Direitos

Controle da prostituição e ataque aos direitos de migrantes

Por Amara Moira, publicado originalmente na Revista AzMina

A Holanda não quis criar um ambiente seguro pra profissionais do sexo, mas sim lucrar em cima desse trabalho e definir que pessoas e de que forma poderiam exercê-lo no país.

Prostituição de rua é proibida lá, impostos altíssimos sobre a atividade regulamentada, aluguel absurdo das vitrines, aí o Red Light District se tornando cada vez mais circo, turistas e mais turistas se avolumando na frente das portas pra acompanhar a negociação entre cliente e acompanhante (turistas que não trazem renda alguma a essas prostitutas, aliás), aí vem proposta de lei querendo obrigar acompanhantes que trabalham em casa a colocar na porta, assim como quem é médico e advogado, plaquinha avisando sobre a atividade exercida naquele espaço (o que faria muito mal aos negócios, pois sabemos o quanto a prostituição ainda precisa de sigilo e discrição pra se tornar rentável).

Qual o resultado? Vai se tornando inviável exercer a prostituição em conformidade às leis na Holanda, obrigando mais e mais profissionais a irem pra ilegalidade.

No fundo, a questão são migrantes, seja na Holanda e Alemanha, que se propuseram a pensar a regulamentação, seja na França, Canadá, Irlanda do Norte e Suécia, que preferiram o modelo que criminaliza o cliente. Quanto melhores as condições econômicas no país ou região, mais esses espaços terão que criar formas de inviabilizar a entrada e permanência de migrantes e, nesse sentido, é preciso muita atenção para com a prostituição, atividade que é fácil de se exercer na ilegalidade, sem carteira assinada, sem experiência profissional anterior.

Vejam também, além disso, como pode ser conveniente para esses países falar em “tráfico de pessoas” pra conseguir fechar ainda mais suas fronteiras e expulsar quem por acaso tenha conseguido entrar (e aqui não estou querendo dizer que não exista tráfico de pessoas, mas sim que ele pode ser a desculpa xenófoba perfeita pra todo tipo de ataque aos direitos dessas populações).
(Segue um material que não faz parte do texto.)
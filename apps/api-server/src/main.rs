//! # Blogicum API Server
//!
//! The main entry point for the Actix-web HTTP server.

use std::sync::Arc;

use actix_web::{App, HttpServer, web};
use tracing_actix_web::TracingLogger;

use blogicum_core::ports::{PasswordService, TokenService};
use blogicum_infra::{Argon2PasswordService, JwtTokenService};

mod config;
mod handlers;
mod middleware;
mod observability;
mod state;
mod telemetry;

use config::AppConfig;
use observability::RequestIdMiddleware;
use state::AppState;
use telemetry::TelemetryConfig;

#[actix_web::main]
async fn main() -> std::io::Result<()> {
    // Load .env file if present
    dotenvy::dotenv().ok();

    telemetry::init_telemetry(&TelemetryConfig::from_env());

    let config = AppConfig::from_env();

    tracing::info!(
        "Starting Blogicum API Server on {}:{}",
        config.host,
        config.port
    );

    let state = AppState::new(&config).await;
    let token_service: Arc<dyn TokenService> = Arc::new(JwtTokenService::new(config.jwt.clone()));
    let password_service: Arc<dyn PasswordService> = Arc::new(Argon2PasswordService::default());

    HttpServer::new(move || {
        App::new()
            .wrap(TracingLogger::default())
            .wrap(RequestIdMiddleware)
            .app_data(web::Data::new(state.clone()))
            .app_data(web::Data::new(token_service.clone()))
            .app_data(web::Data::new(password_service.clone()))
            .configure(handlers::configure_routes)
    })
    .bind((config.host.as_str(), config.port))?
    .run()
    .await
}
//! Data Transfer Objects - request/response types for the API.

use chrono::{DateTime, Utc};
use serde::{Deserialize, Serialize};
use uuid::Uuid;

/// Request to register a new user.
#[derive(Debug, Clone, Serialize, Deserialize)]
pub struct RegisterUserRequest {
    pub username: String,
    pub email: String,
    pub password: String,
}

/// Request to login.
#[derive(Debug, Clone, Serialize, Deserialize)]
pub struct LoginRequest {
    pub username: String,
    pub password: String,
}

/// Response containing a user's public information.
#[derive(Debug, Clone, Serialize, Deserialize)]
pub struct UserResponse {
    pub id: Uuid,
    pub username: String,
    pub created_at: DateTime<Utc>,
}

/// Response containing authentication tokens.
#[derive(Debug, Clone, Serialize, Deserialize)]
pub struct AuthResponse {
    pub access_token: String,
    pub token_type: String,
    pub expires_in: u64,
}

/// `?page=N` on listing endpoints.
#[derive(Debug, Clone, Copy, Serialize, Deserialize)]
pub struct PageQuery {
    #[serde(default = "first_page")]
    pub page: u64,
}

fn first_page() -> u64 {
    1
}

fn published_by_default() -> bool {
    true
}

/// Body of post create and edit requests.
#[derive(Debug, Clone, Serialize, Deserialize)]
pub struct PostRequest {
    pub title: String,
    pub text: String,
    /// Omitted: now on create, unchanged on edit. A future date schedules the post.
    #[serde(default)]
    pub pub_date: Option<DateTime<Utc>>,
    #[serde(default)]
    pub category_id: Option<Uuid>,
    #[serde(default)]
    pub location_id: Option<Uuid>,
    #[serde(default)]
    pub image: Option<String>,
    #[serde(default = "published_by_default")]
    pub is_published: bool,
}

#[derive(Debug, Clone, Serialize, Deserialize)]
pub struct CommentRequest {
    pub text: String,
}

#[derive(Debug, Clone, Serialize, Deserialize)]
pub struct AuthorResponse {
    pub id: Uuid,
    pub username: String,
}

#[derive(Debug, Clone, Serialize, Deserialize)]
pub struct CategorySummary {
    pub id: Uuid,
    pub title: String,
    pub slug: String,
}

#[derive(Debug, Clone, Serialize, Deserialize)]
pub struct LocationSummary {
    pub id: Uuid,
    pub name: String,
}

#[derive(Debug, Clone, Serialize, Deserialize)]
pub struct PostResponse {
    pub id: Uuid,
    pub title: String,
    pub text: String,
    pub pub_date: DateTime<Utc>,
    pub is_published: bool,
    #[serde(skip_serializing_if = "Option::is_none")]
    pub image: Option<String>,
    pub author: AuthorResponse,
    #[serde(skip_serializing_if = "Option::is_none")]
    pub category: Option<CategorySummary>,
    #[serde(skip_serializing_if = "Option::is_none")]
    pub location: Option<LocationSummary>,
    pub comment_count: u64,
    pub created_at: DateTime<Utc>,
}

#[derive(Debug, Clone, Serialize, Deserialize)]
pub struct CommentResponse {
    pub id: Uuid,
    pub post_id: Uuid,
    pub text: String,
    pub author: AuthorResponse,
    pub created_at: DateTime<Utc>,
}

#[derive(Debug, Clone, Serialize, Deserialize)]
pub struct PostDetailResponse {
    pub post: PostResponse,
    pub comments: Vec<CommentResponse>,
}

#[derive(Debug, Clone, Serialize, Deserialize)]
pub struct PageResponse<T> {
    pub items: Vec<T>,
    pub page: u64,
    pub per_page: u64,
    pub total_items: u64,
    pub total_pages: u64,
}

#[derive(Debug, Clone, Serialize, Deserialize)]
pub struct CategoryResponse {
    pub id: Uuid,
    pub title: String,
    pub description: String,
    pub slug: String,
}

#[derive(Debug, Clone, Serialize, Deserialize)]
pub struct CategoryPostsResponse {
    pub category: CategoryResponse,
    pub posts: PageResponse<PostResponse>,
}

#[derive(Debug, Clone, Serialize, Deserialize)]
pub struct ProfileResponse {
    pub profile: UserResponse,
    pub posts: PageResponse<PostResponse>,
}
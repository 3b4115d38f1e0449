//! HTTP handlers and route configuration.

mod auth;
mod categories;
mod comments;
mod health;
mod posts;
mod profile;
mod views;

#[cfg(test)]
mod tests;

use actix_web::web;

use crate::middleware::error::AppError;

/// Malformed JSON bodies answer with a problem-details 400.
pub fn json_config() -> web::JsonConfig {
    web::JsonConfig::default()
        .error_handler(|err, _req| AppError::BadRequest(err.to_string()).into())
}

/// Configure all application routes.
pub fn configure_routes(cfg: &mut web::ServiceConfig) {
    cfg.service(
        web::scope("/api")
            .app_data(json_config())
            .route("/health", web::get().to(health::health_check))
            .service(
                web::scope("/auth")
                    .route("/register", web::post().to(auth::register))
                    .route("/login", web::post().to(auth::login))
                    .route("/me", web::get().to(auth::me)),
            )
            .service(
                web::scope("/posts")
                    .route("", web::get().to(posts::list))
                    .route("", web::post().to(posts::create))
                    .route("/{post_id}", web::get().to(posts::detail))
                    .route("/{post_id}", web::put().to(posts::update))
                    .route("/{post_id}", web::delete().to(posts::delete))
                    .route("/{post_id}/comments", web::post().to(comments::create))
                    .route(
                        "/{post_id}/comments/{comment_id}",
                        web::put().to(comments::update),
                    )
                    .route(
                        "/{post_id}/comments/{comment_id}",
                        web::delete().to(comments::delete),
                    ),
            )
            .route(
                "/categories/{slug}/posts",
                web::get().to(categories::posts),
            )
            .route("/profile/{username}", web::get().to(profile::show)),
    );
}
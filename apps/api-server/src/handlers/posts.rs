//! Post handlers.

use actix_web::{HttpResponse, http::header, web};
use uuid::Uuid;

use blogicum_shared::dto::{PageQuery, PostDetailResponse, PostRequest};

use super::views;
use crate::middleware::auth::{Identity, OptionalIdentity};
use crate::middleware::error::AppResult;
use crate::state::AppState;

/// GET /api/posts
pub async fn list(
    state: web::Data<AppState>,
    query: web::Query<PageQuery>,
) -> AppResult<HttpResponse> {
    let page = state.blog.index(query.page).await?;
    Ok(HttpResponse::Ok().json(views::page(page, views::post)))
}

/// POST /api/posts
pub async fn create(
    state: web::Data<AppState>,
    identity: Identity,
    body: web::Json<PostRequest>,
) -> AppResult<HttpResponse> {
    tracing::debug!(username = %identity.username, "Creating post");
    let listing = state
        .blog
        .create_post(identity.user_id, views::post_input(body.into_inner()))
        .await?;

    Ok(HttpResponse::Created()
        .insert_header((header::LOCATION, format!("/api/posts/{}", listing.post.id)))
        .json(views::post(listing)))
}

/// GET /api/posts/{post_id}
pub async fn detail(
    state: web::Data<AppState>,
    identity: OptionalIdentity,
    path: web::Path<Uuid>,
) -> AppResult<HttpResponse> {
    let detail = state
        .blog
        .post_detail(identity.user_id(), path.into_inner())
        .await?;

    Ok(HttpResponse::Ok().json(PostDetailResponse {
        post: views::post(detail.post),
        comments: detail.comments.into_iter().map(views::comment).collect(),
    }))
}

/// PUT /api/posts/{post_id}
pub async fn update(
    state: web::Data<AppState>,
    identity: Identity,
    path: web::Path<Uuid>,
    body: web::Json<PostRequest>,
) -> AppResult<HttpResponse> {
    let access = state
        .blog
        .update_post(
            identity.user_id,
            path.into_inner(),
            views::post_input(body.into_inner()),
        )
        .await?;

    Ok(views::respond(access, |listing| {
        HttpResponse::Ok().json(views::post(listing))
    }))
}

/// DELETE /api/posts/{post_id}
pub async fn delete(
    state: web::Data<AppState>,
    identity: Identity,
    path: web::Path<Uuid>,
) -> AppResult<HttpResponse> {
    let access = state
        .blog
        .delete_post(identity.user_id, path.into_inner())
        .await?;

    Ok(views::respond(access, |()| HttpResponse::NoContent().finish()))
}
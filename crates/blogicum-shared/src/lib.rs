//! # Blogicum Shared
//!
//! Wire types of the HTTP API, shared by the server and any Rust client.

pub mod dto;
pub mod response;

pub use response::ErrorResponse;
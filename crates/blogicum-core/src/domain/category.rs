use chrono::{DateTime, Utc};
use serde::{Deserialize, Serialize};
use uuid::Uuid;

/// Category entity - groups posts under a slug-addressable page.
#[derive(Debug, Clone, PartialEq, Serialize, Deserialize)]
pub struct Category {
    pub id: Uuid,
    pub title: String,
    pub description: String,
    /// Unique URL identifier.
    pub slug: String,
    /// Unpublished categories hide their posts from public listings.
    pub is_published: bool,
    pub created_at: DateTime<Utc>,
}

impl Category {
    pub fn new(title: String, description: String, slug: String) -> Self {
        Self {
            id: Uuid::new_v4(),
            title,
            description,
            slug,
            is_published: true,
            created_at: Utc::now(),
        }
    }
}
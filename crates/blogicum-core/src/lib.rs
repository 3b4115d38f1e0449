//! # Blogicum Core
//!
//! The domain layer of the Blogicum blog platform.
//! This crate contains pure business logic with zero infrastructure dependencies:
//! entities, the post visibility filter, ownership checks and the use-cases
//! built on top of the repository ports.

pub mod access;
pub mod domain;
pub mod error;
pub mod ports;
pub mod service;
pub mod visibility;

pub use access::{Access, RedirectTarget};
pub use error::DomainError;
pub use service::BlogService;
pub use visibility::PostFilter;
//! Health check endpoint.

use actix_web::{HttpResponse, web};
use serde::Serialize;

use crate::state::AppState;

#[derive(Serialize)]
pub struct HealthResponse {
    pub status: &'static str,
    pub version: &'static str,
    pub storage: &'static str,
    pub timestamp: String,
}

/// GET /api/health
pub async fn health_check(state: web::Data<AppState>) -> HttpResponse {
    let healthy = database_reachable(&state).await;

    let response = HealthResponse {
        status: if healthy { "ok" } else { "degraded" },
        version: env!("CARGO_PKG_VERSION"),
        storage: state.storage(),
        timestamp: chrono::Utc::now().to_rfc3339(),
    };

    if healthy {
        HttpResponse::Ok().json(response)
    } else {
        HttpResponse::ServiceUnavailable().json(response)
    }
}

#[cfg(feature = "postgres")]
async fn database_reachable(state: &AppState) -> bool {
    match &state.db {
        Some(db) => match db.ping().await {
            Ok(()) => true,
            Err(e) => {
                tracing::error!(error = %e, "Database ping failed");
                false
            }
        },
        None => true,
    }
}

#[cfg(not(feature = "postgres"))]
async fn database_reachable(_state: &AppState) -> bool {
    true
}
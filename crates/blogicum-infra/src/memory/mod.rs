//! In-memory repositories - used when no database is configured, and in tests.
//!
//! All repositories handed out by one [`InMemoryStore`] share the same
//! tables, so cascades across entities behave like the relational schema.
//! Note: Data is lost on process restart.

mod repositories;
mod tables;

use std::sync::Arc;

use tokio::sync::RwLock;

use blogicum_core::service::Repositories;

pub use repositories::{
    InMemoryCategoryRepository, InMemoryCommentRepository, InMemoryLocationRepository,
    InMemoryPostRepository, InMemoryRepository, InMemoryUserRepository,
};

use tables::Tables;

#[derive(Clone, Default)]
pub struct InMemoryStore {
    tables: Arc<RwLock<Tables>>,
}

impl InMemoryStore {
    pub fn new() -> Self {
        Self::default()
    }

    /// Repositories backed by this store.
    pub fn repositories(&self) -> Repositories {
        Repositories {
            users: Arc::new(InMemoryUserRepository::new(self.tables.clone())),
            categories: Arc::new(InMemoryCategoryRepository::new(self.tables.clone())),
            locations: Arc::new(InMemoryLocationRepository::new(self.tables.clone())),
            posts: Arc::new(InMemoryPostRepository::new(self.tables.clone())),
            comments: Arc::new(InMemoryCommentRepository::new(self.tables.clone())),
        }
    }
}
Garantir os direitos de prostitutas, mas de todas as prostitutas e não só das com cidadania reconhecida, tem relação direta com a defesa do direito de migrar, de fugir das condições adversas que a pessoa enfrenta na sua região de origem. Eis o fato que boa parte dos feminismos não quer ver, preferindo ao invés disso comprar a ideia de que criar obstáculos ao exercício da prostituição (vulgo “criminalizar o cliente”) significa automaticamente lutar contra a mercantilização do corpo da mulher.

Falam tanto das transformações que o Bolsa-Família trouxe ao botar dinheiro na mão de mulheres, mas parece que o dinheiro, quando vem da prostituição, não pode ser tratado da mesma forma. E nisso esquecem o quanto a prostituição muitas vezes é a forma que a pessoa encontrou pra fugir de relações abusivas, pra criar filhos, família, pra poder existir pra além do que lhe criaram pra ser.

Não tenho nada, absolutamente nada, contra quem acredite que o melhor a fazer é acabar com a prostituição, mas gostaria que, se a pessoa de fato acreditasse nisso, que ela convencesse prostitutas disso e ajudasse a fazer com que nós mesmas nos organizássemos ao redor da ideia e fôssemos protagonistas dessa luta.

Enquanto pessoas que jamais se prostituíram, que jamais se prostituirão, encabeçarem esse movimento, infelizmente ele não fará qualquer sentido.


Amara Moira é travesti pan puta, feminista antes de mais nada, e escritora dessas de batom na boca e sem papas na língua. Militante dos direitos de LGBTs e de profissionais do sexo, no tempo que sobra ainda faz doutorado em teoria literária pela Unicamp, para o desespero do patriarcado.